_Requirement:_
Please copy exactly the lines from the top of the data through the line containing "pub fn append(&mut", and nothing else.

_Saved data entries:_
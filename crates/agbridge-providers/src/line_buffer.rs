/// Accumulates raw output chunks and yields complete lines.
///
/// Bytes after the last `\n` stay pending until a later chunk terminates them.
/// Decoding happens only on complete lines, so a multi-byte UTF-8 character
/// split across two chunks is reassembled before it is decoded.
#[derive(Debug, Default)]
pub struct LineBuffer {
    pending: Vec<u8>,
}

impl LineBuffer {
    pub fn new() -> Self {
        Self::default()
    }

    /// Append a chunk and return every line it completed, in order.
    ///
    /// Empty lines are returned as empty strings; dropping them is the
    /// caller's decision. A trailing `\r` is stripped.
    pub fn append(&mut self, chunk: &[u8]) -> Vec<String> {
        // `pending` never holds a newline, so only the new bytes need a scan.
        let Some(in_chunk) = chunk.iter().rposition(|b| *b == b'\n') else {
            self.pending.extend_from_slice(chunk);
            return Vec::new();
        };
        let last_newline = self.pending.len() + in_chunk;
        self.pending.extend_from_slice(chunk);

        let rest = self.pending.split_off(last_newline + 1);
        let complete = std::mem::replace(&mut self.pending, rest);
        let text = String::from_utf8_lossy(&complete[..complete.len() - 1]);

        text.split('\n')
            .map(|line| line.strip_suffix('\r').unwrap_or(line).to_string())
            .collect()
    }

    /// Unterminated remainder, decoded lossily.
    pub fn pending(&self) -> String {
        String::from_utf8_lossy(&self.pending).into_owned()
    }

    pub fn is_empty(&self) -> bool {
        self.pending.is_empty()
    }

    /// Take the unterminated remainder at end of stream.
    pub fn finish(&mut self) -> Option<String> {
        if self.pending.is_empty() {
            return None;
        }
        let rest = std::mem::take(&mut self.pending);
        let line = String::from_utf8_lossy(&rest).into_owned();
        let line = line.strip_suffix('\r').map(str::to_string).unwrap_or(line);
        Some(line)
    }
}
use agbridge_cli::{Cli, run};
use clap::Parser;

fn main() {
    // Reset SIGPIPE to default behavior to prevent panic on broken pipe
    // (e.g., when piping to `head` or `less` that exits early)
    #[cfg(unix)]
    reset_sigpipe();

    let cli = Cli::parse();
    agbridge_cli::init_logging(&cli.log_level);

    if let Err(e) = run(cli) {
        eprintln!("Error: {}", e);
        std::process::exit(1);
    }
}

#[cfg(unix)]
fn reset_sigpipe() {
    unsafe {
        libc::signal(libc::SIGPIPE, libc::SIG_DFL);
    }
}
pub mod chat;
pub mod session;
mod util;

pub use chat::*;
pub use session::*;
pub use util::*;
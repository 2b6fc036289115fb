use super::{SearchPattern, Storage, StorageEntry, not_found};
use crate::{Error, Result};
use chrono::{DateTime, Utc};
use std::path::{Path, PathBuf};
use std::process::Command;
use std::sync::Arc;

/// Captured result of one command run inside a container.
#[derive(Debug, Clone, Default, PartialEq, Eq)]
pub struct ExecOutput {
    pub stdout: String,
    pub stderr: String,
    pub exit_code: i32,
}

impl ExecOutput {
    pub fn success(&self) -> bool {
        self.exit_code == 0
    }

    fn reports_missing_path(&self) -> bool {
        self.stderr.contains("No such file or directory")
    }
}

/// Batch command execution inside a named container.
pub trait ContainerExec: Send + Sync {
    fn exec(&self, container: &str, argv: &[String], user: Option<&str>)
    -> std::io::Result<ExecOutput>;
}

/// `docker exec` (or a compatible CLI such as `podman`).
#[derive(Debug, Clone)]
pub struct DockerExec {
    binary: String,
}

impl Default for DockerExec {
    fn default() -> Self {
        Self::new("docker")
    }
}

impl DockerExec {
    pub fn new(binary: impl Into<String>) -> Self {
        Self {
            binary: binary.into(),
        }
    }
}

impl ContainerExec for DockerExec {
    fn exec(
        &self,
        container: &str,
        argv: &[String],
        user: Option<&str>,
    ) -> std::io::Result<ExecOutput> {
        let mut command = Command::new(&self.binary);
        command.arg("exec");
        if let Some(user) = user {
            command.args(["-u", user]);
        }
        command.arg(container).args(argv);

        tracing::debug!(container, ?argv, "container exec");
        let output = command.output()?;
        Ok(ExecOutput {
            stdout: String::from_utf8_lossy(&output.stdout).into_owned(),
            stderr: String::from_utf8_lossy(&output.stderr).into_owned(),
            exit_code: output.status.code().unwrap_or(-1),
        })
    }
}

/// Storage inside a container, reached through sequential exec round trips.
pub struct ContainerStorage {
    exec: Arc<dyn ContainerExec>,
    container: String,
    user: Option<String>,
}

impl ContainerStorage {
    pub fn new(exec: Arc<dyn ContainerExec>, container: impl Into<String>, user: Option<String>) -> Self {
        Self {
            exec,
            container: container.into(),
            user,
        }
    }

    fn run(&self, argv: Vec<String>) -> Result<ExecOutput> {
        self.exec
            .exec(&self.container, &argv, self.user.as_deref())
            .map_err(|err| Error::Exec(format!("{}: {}", self.container, err)))
    }

    fn run_checked(&self, argv: Vec<String>, path: &Path) -> Result<ExecOutput> {
        let output = self.run(argv)?;
        if output.success() {
            return Ok(output);
        }
        if output.reports_missing_path() {
            return Err(not_found(path));
        }
        Err(Error::Exec(format!(
            "exit code {}: {}",
            output.exit_code,
            output.stderr.trim()
        )))
    }
}

fn arg(path: &Path) -> String {
    path.to_string_lossy().into_owned()
}

fn strings(parts: &[&str]) -> Vec<String> {
    parts.iter().map(|s| s.to_string()).collect()
}

/// Parse `find -printf '%T@'` output (fractional epoch seconds).
fn parse_epoch(value: &str) -> DateTime<Utc> {
    let (secs, frac) = value.split_once('.').unwrap_or((value, "0"));
    let secs = secs.parse::<i64>().unwrap_or(0);
    let nanos = format!("{:0<9}", &frac[..frac.len().min(9)])
        .parse::<u32>()
        .unwrap_or(0);
    DateTime::from_timestamp(secs, nanos).unwrap_or(DateTime::<Utc>::UNIX_EPOCH)
}

/// One `find` output row: fields are tab separated, the path comes first and
/// may itself contain tabs, so fields are split off from the right.
fn parse_find_row(line: &str, with_type: bool) -> Option<StorageEntry> {
    let fields = if with_type { 4 } else { 3 };
    let mut parts: Vec<&str> = line.rsplitn(fields, '\t').collect();
    if parts.len() != fields {
        return None;
    }
    parts.reverse();
    let path = PathBuf::from(parts[0]);
    let (is_dir, size, mtime) = if with_type {
        (parts[1] == "d", parts[2], parts[3])
    } else {
        (false, parts[1], parts[2])
    };
    Some(StorageEntry {
        path,
        is_dir,
        size: size.parse().unwrap_or(0),
        modified: parse_epoch(mtime),
    })
}

impl Storage for ContainerStorage {
    fn list_dir(&self, dir: &Path) -> Result<Vec<StorageEntry>> {
        let mut argv = strings(&["find"]);
        argv.push(arg(dir));
        argv.extend(strings(&["-mindepth", "1", "-maxdepth", "1", "-printf", "%p\t%y\t%s\t%T@\n"]));
        let output = self.run_checked(argv, dir)?;
        let mut entries: Vec<StorageEntry> = output
            .stdout
            .lines()
            .filter_map(|line| parse_find_row(line, true))
            .collect();
        entries.sort_by(|a, b| a.path.cmp(&b.path));
        Ok(entries)
    }

    fn walk_files(&self, root: &Path, max_depth: usize) -> Result<Vec<StorageEntry>> {
        let mut argv = strings(&["find"]);
        argv.push(arg(root));
        argv.extend(strings(&["-mindepth", "1", "-maxdepth"]));
        argv.push(max_depth.to_string());
        argv.extend(strings(&["-type", "f", "-printf", "%p\t%s\t%T@\n"]));
        let output = self.run_checked(argv, root)?;
        let mut entries: Vec<StorageEntry> = output
            .stdout
            .lines()
            .filter_map(|line| parse_find_row(line, false))
            .collect();
        entries.sort_by(|a, b| a.path.cmp(&b.path));
        Ok(entries)
    }

    fn read_to_string(&self, path: &Path) -> Result<String> {
        let mut argv = strings(&["cat", "--"]);
        argv.push(arg(path));
        Ok(self.run_checked(argv, path)?.stdout)
    }

    fn read_first_line(&self, path: &Path) -> Result<Option<String>> {
        let mut argv = strings(&["head", "-n", "1", "--"]);
        argv.push(arg(path));
        let output = self.run_checked(argv, path)?;
        let line = output.stdout.trim_end_matches(['\n', '\r']);
        if line.is_empty() && output.stdout.is_empty() {
            return Ok(None);
        }
        Ok(Some(line.to_string()))
    }

    fn remove(&self, path: &Path) -> Result<bool> {
        let mut argv = strings(&["sh", "-c", "test -e \"$1\" || exit 3; rm -rf -- \"$1\"", "sh"]);
        argv.push(arg(path));
        let output = self.run(argv)?;
        match output.exit_code {
            0 => Ok(true),
            3 => Ok(false),
            code => Err(Error::Exec(format!(
                "rm exited with {}: {}",
                code,
                output.stderr.trim()
            ))),
        }
    }

    fn grep(&self, root: &Path, pattern: &SearchPattern) -> Result<Vec<(PathBuf, usize)>> {
        let mut argv = strings(&["grep", "-r", "-c"]);
        argv.push(if pattern.is_literal() { "-F" } else { "-E" }.to_string());
        if pattern.is_case_insensitive() {
            argv.push("-i".to_string());
        }
        argv.push("-e".to_string());
        argv.push(pattern.posix_ere());
        argv.push("--".to_string());
        argv.push(arg(root));

        let output = self.run(argv)?;
        // grep: 0 = matches, 1 = no matches, 2 = trouble (possibly partial)
        match output.exit_code {
            0 | 1 => {}
            _ if output.reports_missing_path() && output.stdout.is_empty() => {
                return Err(not_found(root));
            }
            _ if !output.stdout.is_empty() => {
                tracing::warn!(stderr = %output.stderr.trim(), "grep reported errors; using partial results");
            }
            code => {
                return Err(Error::Exec(format!(
                    "grep exited with {}: {}",
                    code,
                    output.stderr.trim()
                )));
            }
        }

        Ok(output
            .stdout
            .lines()
            .filter_map(|line| {
                let (path, count) = line.rsplit_once(':')?;
                let count = count.parse::<usize>().ok()?;
                (count > 0).then(|| (PathBuf::from(path), count))
            })
            .collect())
    }
}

_Solution to this problem:_
filename crates/agbridge-providers/src/line_buffer.rs
/// Accumulates raw output chunks and yields complete lines.
///
/// Bytes after the last `\n` stay pending until a later chunk terminates them.
/// Decoding happens only on complete lines, so a multi-byte UTF-8 character
/// split across two chunks is reassembled before it is decoded.
#[derive(Debug, Default)]
pub struct LineBuffer {
    pending: Vec<u8>,
}

impl LineBuffer {
    pub fn new() -> Self {
        Self::default()
    }

    /// Append a chunk and return every line it completed, in order.
    ///
    /// Empty lines are returned as empty strings; dropping them is the
    /// caller's decision. A trailing `\r` is stripped.
    pub fn append(&mut self, chunk: &[u8]) -> Vec<String> {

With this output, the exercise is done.